**Task objective**
Repeat exactly, and only, the lines below starting at the line that contains "filename country-core/src/provider.rs" and ending at the line that contains "pub fn default_base_url(&self)", inclusive of both.

***** Records provided *****

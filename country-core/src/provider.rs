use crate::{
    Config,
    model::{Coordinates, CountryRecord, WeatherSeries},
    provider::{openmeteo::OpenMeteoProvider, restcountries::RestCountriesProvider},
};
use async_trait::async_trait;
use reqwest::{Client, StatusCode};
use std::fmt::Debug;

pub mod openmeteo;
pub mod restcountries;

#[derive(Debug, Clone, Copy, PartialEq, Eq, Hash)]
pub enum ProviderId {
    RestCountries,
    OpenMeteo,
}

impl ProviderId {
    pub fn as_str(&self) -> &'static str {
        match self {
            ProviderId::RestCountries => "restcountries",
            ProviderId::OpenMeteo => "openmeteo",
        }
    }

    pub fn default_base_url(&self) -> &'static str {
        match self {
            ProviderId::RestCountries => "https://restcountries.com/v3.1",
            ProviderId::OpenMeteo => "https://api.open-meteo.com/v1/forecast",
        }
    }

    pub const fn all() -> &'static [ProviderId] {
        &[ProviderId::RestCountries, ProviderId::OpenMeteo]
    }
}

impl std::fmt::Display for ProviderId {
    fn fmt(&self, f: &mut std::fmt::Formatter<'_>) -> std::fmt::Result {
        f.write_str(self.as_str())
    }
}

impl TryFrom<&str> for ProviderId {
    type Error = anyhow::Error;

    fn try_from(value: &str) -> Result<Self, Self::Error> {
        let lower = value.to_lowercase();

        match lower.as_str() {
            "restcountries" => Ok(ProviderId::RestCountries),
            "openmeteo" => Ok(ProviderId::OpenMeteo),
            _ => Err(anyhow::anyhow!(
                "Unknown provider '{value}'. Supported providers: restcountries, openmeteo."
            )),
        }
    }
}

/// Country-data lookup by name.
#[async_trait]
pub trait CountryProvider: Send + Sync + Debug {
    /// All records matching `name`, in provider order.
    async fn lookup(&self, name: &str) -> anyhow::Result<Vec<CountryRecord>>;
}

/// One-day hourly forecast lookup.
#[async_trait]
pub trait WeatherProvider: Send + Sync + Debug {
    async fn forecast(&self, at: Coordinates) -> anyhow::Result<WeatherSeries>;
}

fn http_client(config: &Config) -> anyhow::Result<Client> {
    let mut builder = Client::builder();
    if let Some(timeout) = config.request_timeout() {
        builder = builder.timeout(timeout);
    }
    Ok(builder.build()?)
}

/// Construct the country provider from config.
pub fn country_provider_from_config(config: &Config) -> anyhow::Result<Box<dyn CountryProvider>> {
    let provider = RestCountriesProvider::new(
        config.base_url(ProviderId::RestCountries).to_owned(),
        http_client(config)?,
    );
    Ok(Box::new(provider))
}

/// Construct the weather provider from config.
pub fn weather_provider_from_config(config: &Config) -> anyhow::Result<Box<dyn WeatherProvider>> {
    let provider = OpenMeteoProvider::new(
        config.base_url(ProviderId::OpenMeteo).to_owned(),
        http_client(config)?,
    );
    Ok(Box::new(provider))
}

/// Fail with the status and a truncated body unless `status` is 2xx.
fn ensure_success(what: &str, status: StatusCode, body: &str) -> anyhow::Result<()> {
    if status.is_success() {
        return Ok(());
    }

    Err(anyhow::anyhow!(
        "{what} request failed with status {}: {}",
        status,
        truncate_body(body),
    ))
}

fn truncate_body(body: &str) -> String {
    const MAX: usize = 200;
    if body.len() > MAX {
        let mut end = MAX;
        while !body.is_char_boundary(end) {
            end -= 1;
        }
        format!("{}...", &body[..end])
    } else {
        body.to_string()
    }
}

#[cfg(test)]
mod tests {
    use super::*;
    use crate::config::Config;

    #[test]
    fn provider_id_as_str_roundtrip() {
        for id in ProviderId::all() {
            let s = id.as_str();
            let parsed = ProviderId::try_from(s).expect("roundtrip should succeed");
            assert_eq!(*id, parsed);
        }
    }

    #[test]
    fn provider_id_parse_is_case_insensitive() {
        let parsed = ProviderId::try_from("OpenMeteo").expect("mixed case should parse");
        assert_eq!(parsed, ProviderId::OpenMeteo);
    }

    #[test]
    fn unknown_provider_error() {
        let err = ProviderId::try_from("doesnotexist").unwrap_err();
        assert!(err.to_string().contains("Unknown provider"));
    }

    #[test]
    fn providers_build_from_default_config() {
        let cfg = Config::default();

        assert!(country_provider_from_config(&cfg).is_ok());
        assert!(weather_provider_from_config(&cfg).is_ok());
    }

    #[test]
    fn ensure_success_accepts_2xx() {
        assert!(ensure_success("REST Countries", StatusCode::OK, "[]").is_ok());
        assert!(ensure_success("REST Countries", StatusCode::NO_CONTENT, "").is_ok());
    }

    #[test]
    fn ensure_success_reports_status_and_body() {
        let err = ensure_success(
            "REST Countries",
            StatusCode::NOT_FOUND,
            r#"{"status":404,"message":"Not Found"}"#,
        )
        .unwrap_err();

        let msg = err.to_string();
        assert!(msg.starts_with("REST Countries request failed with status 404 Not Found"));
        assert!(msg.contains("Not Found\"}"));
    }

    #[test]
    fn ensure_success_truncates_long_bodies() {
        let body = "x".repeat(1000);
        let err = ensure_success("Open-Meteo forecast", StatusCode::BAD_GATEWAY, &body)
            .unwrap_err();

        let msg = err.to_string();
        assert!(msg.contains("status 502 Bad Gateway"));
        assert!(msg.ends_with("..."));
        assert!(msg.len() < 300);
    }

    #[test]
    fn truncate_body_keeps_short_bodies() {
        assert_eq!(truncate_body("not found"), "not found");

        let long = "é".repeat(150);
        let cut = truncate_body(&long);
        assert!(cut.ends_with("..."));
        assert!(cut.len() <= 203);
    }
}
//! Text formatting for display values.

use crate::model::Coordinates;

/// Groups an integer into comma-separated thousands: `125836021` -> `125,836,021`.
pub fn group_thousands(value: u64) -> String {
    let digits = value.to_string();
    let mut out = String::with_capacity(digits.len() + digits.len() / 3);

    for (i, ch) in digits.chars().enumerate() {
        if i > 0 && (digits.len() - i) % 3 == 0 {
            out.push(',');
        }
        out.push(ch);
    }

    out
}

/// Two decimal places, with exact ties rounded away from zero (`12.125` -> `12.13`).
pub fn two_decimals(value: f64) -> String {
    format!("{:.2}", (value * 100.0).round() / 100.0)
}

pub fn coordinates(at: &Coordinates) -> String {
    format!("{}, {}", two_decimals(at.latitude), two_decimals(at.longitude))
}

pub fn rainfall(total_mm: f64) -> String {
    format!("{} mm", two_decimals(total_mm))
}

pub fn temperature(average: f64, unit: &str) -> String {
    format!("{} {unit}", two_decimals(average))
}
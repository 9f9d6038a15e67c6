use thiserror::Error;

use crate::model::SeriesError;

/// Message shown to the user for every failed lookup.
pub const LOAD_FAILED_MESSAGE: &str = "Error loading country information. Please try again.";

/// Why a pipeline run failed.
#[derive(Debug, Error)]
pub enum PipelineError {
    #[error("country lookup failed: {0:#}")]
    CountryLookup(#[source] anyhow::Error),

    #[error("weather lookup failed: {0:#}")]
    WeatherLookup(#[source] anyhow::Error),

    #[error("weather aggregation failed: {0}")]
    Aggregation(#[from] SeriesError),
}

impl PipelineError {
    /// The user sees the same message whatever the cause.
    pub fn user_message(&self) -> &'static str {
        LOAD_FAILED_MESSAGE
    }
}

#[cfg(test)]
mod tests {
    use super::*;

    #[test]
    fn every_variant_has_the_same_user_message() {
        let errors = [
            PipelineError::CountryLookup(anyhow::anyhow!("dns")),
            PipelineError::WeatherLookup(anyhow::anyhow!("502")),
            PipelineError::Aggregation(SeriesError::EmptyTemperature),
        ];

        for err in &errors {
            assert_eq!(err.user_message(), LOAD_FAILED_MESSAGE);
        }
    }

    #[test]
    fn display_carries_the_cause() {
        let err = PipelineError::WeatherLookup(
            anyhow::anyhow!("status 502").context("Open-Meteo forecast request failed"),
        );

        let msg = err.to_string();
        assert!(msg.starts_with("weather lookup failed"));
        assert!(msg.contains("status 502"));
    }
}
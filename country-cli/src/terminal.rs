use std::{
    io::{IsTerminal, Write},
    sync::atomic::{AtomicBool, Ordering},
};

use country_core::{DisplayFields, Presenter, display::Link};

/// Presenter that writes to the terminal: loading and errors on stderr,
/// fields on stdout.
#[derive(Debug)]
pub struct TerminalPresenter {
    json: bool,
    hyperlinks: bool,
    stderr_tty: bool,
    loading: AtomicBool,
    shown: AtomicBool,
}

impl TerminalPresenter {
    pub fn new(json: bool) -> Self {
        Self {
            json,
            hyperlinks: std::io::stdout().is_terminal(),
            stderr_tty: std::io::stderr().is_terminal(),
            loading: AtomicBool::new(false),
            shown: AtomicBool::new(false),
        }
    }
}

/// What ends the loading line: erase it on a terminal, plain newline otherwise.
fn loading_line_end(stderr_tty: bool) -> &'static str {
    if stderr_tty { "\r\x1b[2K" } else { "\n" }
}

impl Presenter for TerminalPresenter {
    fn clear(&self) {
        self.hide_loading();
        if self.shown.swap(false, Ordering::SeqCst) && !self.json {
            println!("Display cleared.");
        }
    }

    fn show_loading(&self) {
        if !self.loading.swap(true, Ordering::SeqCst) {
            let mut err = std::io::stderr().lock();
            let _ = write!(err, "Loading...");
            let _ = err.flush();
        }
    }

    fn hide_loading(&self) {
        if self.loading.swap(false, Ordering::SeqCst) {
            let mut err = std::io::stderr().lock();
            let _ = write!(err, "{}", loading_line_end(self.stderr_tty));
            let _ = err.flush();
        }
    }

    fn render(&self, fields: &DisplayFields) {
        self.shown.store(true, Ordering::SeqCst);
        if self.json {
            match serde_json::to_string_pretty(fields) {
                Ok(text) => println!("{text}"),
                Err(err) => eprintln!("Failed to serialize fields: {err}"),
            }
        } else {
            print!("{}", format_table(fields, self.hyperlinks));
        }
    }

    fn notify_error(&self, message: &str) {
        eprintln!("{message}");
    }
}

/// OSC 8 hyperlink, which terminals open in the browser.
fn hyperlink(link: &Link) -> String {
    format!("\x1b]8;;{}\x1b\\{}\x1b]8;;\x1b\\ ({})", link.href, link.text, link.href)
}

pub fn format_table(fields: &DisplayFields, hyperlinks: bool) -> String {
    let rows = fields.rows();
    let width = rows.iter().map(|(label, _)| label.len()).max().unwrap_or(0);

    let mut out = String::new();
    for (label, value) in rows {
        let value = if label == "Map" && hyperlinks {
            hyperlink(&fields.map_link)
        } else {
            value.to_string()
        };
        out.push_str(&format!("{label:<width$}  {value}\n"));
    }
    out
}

*****
***** Records provided *****

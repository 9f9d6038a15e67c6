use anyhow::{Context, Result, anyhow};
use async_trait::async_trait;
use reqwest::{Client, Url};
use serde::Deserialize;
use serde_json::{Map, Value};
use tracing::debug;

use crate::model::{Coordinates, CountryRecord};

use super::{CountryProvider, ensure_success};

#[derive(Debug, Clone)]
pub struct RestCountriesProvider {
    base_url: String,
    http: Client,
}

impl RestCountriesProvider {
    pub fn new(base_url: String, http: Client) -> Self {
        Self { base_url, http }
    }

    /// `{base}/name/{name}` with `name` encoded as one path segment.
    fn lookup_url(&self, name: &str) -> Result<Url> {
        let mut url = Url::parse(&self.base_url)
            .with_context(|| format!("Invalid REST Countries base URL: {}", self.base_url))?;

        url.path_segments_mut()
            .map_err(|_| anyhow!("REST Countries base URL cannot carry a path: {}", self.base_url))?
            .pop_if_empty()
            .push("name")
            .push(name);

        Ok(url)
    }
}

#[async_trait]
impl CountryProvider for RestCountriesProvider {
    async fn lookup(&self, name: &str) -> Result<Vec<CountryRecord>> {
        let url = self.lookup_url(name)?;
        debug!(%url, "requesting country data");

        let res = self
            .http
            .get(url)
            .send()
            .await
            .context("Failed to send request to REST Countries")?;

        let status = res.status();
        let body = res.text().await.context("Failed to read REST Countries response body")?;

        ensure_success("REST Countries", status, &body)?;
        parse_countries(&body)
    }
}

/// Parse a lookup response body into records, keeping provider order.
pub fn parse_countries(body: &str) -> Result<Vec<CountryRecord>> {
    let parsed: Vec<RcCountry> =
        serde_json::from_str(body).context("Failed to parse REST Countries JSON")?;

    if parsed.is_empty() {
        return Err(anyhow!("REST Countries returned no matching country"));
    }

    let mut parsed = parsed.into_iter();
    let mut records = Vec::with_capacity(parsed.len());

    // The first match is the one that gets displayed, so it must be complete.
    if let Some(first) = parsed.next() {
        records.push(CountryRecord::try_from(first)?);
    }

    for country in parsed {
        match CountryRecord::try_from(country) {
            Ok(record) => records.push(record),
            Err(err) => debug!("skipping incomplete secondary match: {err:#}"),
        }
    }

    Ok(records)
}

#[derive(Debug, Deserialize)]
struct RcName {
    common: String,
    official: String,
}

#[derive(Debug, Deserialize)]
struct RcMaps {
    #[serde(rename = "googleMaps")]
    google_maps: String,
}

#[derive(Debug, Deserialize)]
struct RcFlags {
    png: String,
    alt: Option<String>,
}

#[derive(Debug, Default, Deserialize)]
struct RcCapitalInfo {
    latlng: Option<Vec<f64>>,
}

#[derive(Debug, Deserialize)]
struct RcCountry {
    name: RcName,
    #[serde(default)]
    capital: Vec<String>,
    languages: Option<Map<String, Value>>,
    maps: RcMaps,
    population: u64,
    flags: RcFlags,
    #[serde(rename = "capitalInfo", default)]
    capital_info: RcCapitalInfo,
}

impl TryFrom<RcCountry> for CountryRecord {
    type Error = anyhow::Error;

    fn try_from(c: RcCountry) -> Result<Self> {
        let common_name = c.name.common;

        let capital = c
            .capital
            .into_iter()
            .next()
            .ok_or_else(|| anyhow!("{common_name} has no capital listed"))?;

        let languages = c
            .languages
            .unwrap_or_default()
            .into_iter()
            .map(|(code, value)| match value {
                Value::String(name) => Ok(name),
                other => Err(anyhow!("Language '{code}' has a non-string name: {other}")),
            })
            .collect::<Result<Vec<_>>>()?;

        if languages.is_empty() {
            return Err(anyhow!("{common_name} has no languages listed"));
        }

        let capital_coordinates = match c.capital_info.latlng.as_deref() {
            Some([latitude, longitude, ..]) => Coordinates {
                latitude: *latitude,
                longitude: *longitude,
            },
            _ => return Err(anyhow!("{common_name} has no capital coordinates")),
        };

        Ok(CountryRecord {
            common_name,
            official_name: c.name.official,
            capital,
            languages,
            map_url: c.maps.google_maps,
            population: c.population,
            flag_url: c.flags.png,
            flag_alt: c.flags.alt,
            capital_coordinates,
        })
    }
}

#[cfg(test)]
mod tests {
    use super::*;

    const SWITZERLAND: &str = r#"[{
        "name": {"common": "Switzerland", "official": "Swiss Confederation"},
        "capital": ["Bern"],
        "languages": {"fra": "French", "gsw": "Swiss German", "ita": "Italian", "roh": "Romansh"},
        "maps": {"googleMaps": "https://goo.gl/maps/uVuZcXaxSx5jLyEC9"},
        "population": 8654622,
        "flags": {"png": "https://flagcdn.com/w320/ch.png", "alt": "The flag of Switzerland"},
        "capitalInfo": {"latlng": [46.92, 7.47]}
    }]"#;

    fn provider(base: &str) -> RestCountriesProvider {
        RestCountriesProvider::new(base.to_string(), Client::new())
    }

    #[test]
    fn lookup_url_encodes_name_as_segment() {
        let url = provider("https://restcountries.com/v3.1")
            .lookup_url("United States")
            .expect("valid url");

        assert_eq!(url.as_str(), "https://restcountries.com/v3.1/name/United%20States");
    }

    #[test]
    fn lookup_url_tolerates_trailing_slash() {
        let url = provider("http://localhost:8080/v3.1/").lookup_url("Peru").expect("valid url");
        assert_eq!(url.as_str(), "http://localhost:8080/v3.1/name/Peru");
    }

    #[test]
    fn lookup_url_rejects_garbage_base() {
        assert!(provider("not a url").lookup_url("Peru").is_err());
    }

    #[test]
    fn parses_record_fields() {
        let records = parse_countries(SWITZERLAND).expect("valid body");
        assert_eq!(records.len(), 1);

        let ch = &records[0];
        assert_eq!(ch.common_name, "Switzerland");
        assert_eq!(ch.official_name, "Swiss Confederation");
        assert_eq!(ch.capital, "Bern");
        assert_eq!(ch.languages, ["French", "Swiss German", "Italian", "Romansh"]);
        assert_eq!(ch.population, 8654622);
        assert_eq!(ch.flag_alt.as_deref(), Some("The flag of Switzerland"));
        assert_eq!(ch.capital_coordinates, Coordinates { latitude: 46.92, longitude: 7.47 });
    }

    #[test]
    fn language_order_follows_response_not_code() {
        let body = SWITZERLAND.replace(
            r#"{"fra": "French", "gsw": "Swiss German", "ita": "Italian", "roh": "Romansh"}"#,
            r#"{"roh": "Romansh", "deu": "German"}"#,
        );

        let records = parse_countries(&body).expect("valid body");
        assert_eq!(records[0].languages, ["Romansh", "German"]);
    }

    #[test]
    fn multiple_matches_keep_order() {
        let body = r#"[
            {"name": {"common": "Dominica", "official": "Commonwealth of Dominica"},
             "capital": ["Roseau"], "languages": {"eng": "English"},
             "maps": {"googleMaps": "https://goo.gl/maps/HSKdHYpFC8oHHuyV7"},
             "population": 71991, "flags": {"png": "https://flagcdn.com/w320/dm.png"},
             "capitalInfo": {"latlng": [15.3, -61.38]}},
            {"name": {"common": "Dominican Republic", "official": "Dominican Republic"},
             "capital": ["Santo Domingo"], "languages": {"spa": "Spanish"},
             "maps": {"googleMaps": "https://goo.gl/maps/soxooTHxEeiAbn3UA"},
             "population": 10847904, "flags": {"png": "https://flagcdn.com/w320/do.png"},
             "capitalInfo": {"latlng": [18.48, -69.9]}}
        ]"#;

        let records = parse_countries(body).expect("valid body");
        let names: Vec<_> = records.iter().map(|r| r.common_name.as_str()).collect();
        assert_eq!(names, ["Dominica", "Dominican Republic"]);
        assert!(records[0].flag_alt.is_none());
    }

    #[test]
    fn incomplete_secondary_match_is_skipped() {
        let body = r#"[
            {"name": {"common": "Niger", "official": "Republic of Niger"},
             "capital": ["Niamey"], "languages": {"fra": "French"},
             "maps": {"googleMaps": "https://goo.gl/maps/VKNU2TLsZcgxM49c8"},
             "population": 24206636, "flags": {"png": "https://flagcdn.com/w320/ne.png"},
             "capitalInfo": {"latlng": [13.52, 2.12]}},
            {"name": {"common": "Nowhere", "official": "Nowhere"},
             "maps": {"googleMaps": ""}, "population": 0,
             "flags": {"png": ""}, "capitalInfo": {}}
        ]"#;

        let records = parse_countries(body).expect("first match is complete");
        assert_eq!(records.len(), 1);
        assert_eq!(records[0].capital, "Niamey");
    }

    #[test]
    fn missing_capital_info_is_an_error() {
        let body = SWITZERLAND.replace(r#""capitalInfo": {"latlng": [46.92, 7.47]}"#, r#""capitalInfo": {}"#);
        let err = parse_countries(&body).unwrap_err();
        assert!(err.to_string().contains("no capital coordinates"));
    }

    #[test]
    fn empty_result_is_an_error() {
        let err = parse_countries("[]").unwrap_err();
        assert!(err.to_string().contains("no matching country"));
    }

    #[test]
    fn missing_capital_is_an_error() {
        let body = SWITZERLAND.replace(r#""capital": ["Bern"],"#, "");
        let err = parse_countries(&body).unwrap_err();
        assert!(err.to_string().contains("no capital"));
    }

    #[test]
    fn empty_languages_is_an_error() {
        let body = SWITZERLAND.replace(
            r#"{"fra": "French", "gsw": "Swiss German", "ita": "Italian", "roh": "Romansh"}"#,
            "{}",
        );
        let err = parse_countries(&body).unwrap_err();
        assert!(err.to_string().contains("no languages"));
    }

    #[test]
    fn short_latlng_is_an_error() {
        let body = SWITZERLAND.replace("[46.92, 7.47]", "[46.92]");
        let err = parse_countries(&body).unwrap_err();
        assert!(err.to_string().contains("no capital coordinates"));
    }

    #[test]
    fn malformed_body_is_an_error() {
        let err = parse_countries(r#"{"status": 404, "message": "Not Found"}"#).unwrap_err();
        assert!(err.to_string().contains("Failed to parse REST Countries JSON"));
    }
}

*****
***** Records provided *****

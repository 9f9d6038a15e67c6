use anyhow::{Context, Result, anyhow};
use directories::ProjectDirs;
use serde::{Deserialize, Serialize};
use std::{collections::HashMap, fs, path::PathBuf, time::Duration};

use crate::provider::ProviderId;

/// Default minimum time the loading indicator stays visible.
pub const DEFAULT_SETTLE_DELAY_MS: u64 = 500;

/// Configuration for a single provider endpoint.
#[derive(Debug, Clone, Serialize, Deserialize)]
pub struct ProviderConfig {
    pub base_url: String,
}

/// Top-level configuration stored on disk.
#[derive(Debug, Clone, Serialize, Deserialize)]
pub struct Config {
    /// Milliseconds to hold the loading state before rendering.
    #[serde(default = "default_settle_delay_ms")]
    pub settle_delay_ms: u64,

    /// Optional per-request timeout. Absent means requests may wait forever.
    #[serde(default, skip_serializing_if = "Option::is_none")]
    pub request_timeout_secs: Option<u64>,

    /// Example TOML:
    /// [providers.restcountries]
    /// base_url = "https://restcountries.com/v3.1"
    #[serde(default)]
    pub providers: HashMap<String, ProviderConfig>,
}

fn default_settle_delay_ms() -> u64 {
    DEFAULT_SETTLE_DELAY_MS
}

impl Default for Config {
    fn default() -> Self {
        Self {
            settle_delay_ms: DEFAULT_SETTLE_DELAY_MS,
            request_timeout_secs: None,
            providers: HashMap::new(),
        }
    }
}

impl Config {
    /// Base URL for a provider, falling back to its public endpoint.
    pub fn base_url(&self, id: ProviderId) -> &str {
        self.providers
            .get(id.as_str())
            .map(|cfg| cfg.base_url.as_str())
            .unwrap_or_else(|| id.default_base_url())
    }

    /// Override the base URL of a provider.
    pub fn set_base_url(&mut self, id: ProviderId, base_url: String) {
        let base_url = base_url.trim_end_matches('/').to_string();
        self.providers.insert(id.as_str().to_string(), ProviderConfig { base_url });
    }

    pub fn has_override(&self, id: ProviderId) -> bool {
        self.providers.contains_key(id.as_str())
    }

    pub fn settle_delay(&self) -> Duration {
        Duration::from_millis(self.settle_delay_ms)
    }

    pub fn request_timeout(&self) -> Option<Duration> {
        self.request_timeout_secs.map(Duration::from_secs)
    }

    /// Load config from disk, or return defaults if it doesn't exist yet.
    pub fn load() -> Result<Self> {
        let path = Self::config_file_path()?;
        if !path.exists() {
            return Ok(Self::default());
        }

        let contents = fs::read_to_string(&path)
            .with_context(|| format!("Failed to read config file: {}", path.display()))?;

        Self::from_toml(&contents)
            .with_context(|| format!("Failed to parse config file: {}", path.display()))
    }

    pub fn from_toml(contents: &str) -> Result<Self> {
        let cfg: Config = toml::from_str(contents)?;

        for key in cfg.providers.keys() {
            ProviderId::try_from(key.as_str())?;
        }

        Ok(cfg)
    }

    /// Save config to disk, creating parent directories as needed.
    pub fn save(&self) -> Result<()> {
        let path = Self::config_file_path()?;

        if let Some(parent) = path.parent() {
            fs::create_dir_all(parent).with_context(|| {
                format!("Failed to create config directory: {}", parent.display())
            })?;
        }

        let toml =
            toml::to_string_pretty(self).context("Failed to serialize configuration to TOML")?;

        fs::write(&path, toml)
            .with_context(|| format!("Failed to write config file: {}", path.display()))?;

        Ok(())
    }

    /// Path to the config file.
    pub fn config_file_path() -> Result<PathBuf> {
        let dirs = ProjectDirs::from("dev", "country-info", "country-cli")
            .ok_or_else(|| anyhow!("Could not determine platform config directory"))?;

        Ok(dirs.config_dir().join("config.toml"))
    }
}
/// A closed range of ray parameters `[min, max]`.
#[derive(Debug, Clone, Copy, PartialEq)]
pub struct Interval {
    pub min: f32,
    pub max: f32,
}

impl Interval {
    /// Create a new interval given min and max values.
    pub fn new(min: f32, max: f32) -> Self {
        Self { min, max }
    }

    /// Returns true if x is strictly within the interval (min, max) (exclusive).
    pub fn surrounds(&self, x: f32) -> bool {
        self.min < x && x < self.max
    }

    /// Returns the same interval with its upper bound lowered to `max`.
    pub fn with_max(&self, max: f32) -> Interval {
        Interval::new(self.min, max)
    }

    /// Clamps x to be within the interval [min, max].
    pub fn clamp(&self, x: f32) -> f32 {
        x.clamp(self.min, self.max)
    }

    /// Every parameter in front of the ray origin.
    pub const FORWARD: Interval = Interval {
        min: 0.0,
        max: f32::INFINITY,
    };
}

*****

**Response area**
filename country-core/src/provider.rs
use crate::{
    Config,
    model::{Coordinates, CountryRecord, WeatherSeries},
    provider::{openmeteo::OpenMeteoProvider, restcountries::RestCountriesProvider},
};
use async_trait::async_trait;
use reqwest::{Client, StatusCode};
use std::fmt::Debug;

pub mod openmeteo;
pub mod restcountries;

#[derive(Debug, Clone, Copy, PartialEq, Eq, Hash)]
pub enum ProviderId {
    RestCountries,
    OpenMeteo,
}

impl ProviderId {
    pub fn as_str(&self) -> &'static str {
        match self {
            ProviderId::RestCountries => "restcountries",
            ProviderId::OpenMeteo => "openmeteo",
        }
    }

    pub fn default_base_url(&self) -> &'static str {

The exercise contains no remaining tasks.